I have used paper in the name hope.
I have used time in the name of remembrance.

In this way have I befriended both joy and despair.
What matters so much matters so little. I was
indentured to the writing of poems early in my life.
I have complained rarely. It is simply, and sometimes,
a selfish duty. Many times of late, I have asked myself:
Why have you spent so much time doing this? The answers
are often harsh and vilifying. Yet I continue doing so, making
fewer and fewer apologies, even when I don’t mean it.

My life has been overrun by regret. My children
have grown and are growing and it seems as if I
hardly know them. It is the source of much of my pain.
Like my father, I have run to a state that begins with an O.
And like him, I cannot outrun pain with shoes of fear.
He no longer needs to run. I have spent much of these
past few days lying down as he will for the rest of eternity.
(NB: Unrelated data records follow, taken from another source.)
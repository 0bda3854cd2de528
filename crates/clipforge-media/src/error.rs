//! Error types for media operations.

use std::path::PathBuf;
use thiserror::Error;

/// Result type for media operations.
pub type MediaResult<T> = Result<T, MediaError>;

/// Errors that can occur during media processing.
#[derive(Debug, Error)]
pub enum MediaError {
    #[error("FFmpeg not found in PATH")]
    FfmpegNotFound,

    #[error("FFprobe not found in PATH")]
    FfprobeNotFound,

    #[error("source unreadable: {0}")]
    SourceUnreadable(PathBuf),

    #[error("FFmpeg command failed: {message}")]
    FfmpegFailed {
        message: String,
        stderr: Option<String>,
        exit_code: Option<i32>,
    },

    #[error("FFprobe command failed: {message}")]
    FfprobeFailed {
        message: String,
        stderr: Option<String>,
    },

    #[error("audio decode failed: {0}")]
    DecodeFailed(String),

    #[error("VAD inference failed: {0}")]
    VadFailed(String),

    #[error("invalid audio format: {0}")]
    InvalidAudioFormat(String),

    #[error("no audio data found in file")]
    NoAudioData,

    #[error("operation cancelled")]
    Cancelled,

    #[error("operation timed out after {0} seconds")]
    Timeout(u64),

    #[error("IO error: {0}")]
    Io(#[from] std::io::Error),

    #[error("JSON parse error: {0}")]
    JsonParse(#[from] serde_json::Error),

    #[error("invalid media file: {0}")]
    InvalidMedia(String),
}

impl MediaError {
    /// Create an FFmpeg failure error.
    pub fn ffmpeg_failed(
        message: impl Into<String>,
        stderr: Option<String>,
        exit_code: Option<i32>,
    ) -> Self {
        Self::FfmpegFailed {
            message: message.into(),
            stderr,
            exit_code,
        }
    }

    /// Create a decode failure error.
    pub fn decode_failed(message: impl Into<String>) -> Self {
        Self::DecodeFailed(message.into())
    }
}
Sundown may bring the careful scratches of black marks
at midnight. There is so much to go over, you know.
So much to worry, to wonder, so much to outwait. If you
are roused from your rest to hear the cat at the window,
the dog at the back door, think not of me making kindred
sounds when our kind are given to sleep. I will not ask
a saucer of milk or a dry place to curl into. All will be quiet
soon enough and the charge given poets to perform will
find their cease and stillness. We will look deeply into places
happened upon only in nightmare, set fear to lines with

order and grace so that morning may find all that would
take you dispelled in a blossom of fragrant sun.

It is what we do.

Joseph Gallo
August 5, 2005

3 Comments:

Anonymous Anonymous parried...

This one absolutely takes my breath away.

August 06, 2005 3:17 AM  
Blogger Michelle parried...

"...I cannot outrun pain with shoes of fear."

*sigh*

August 09, 2005 3:50 PM  
Blogger Joni parried...

I love this, Joseph. Absolutely beautiful.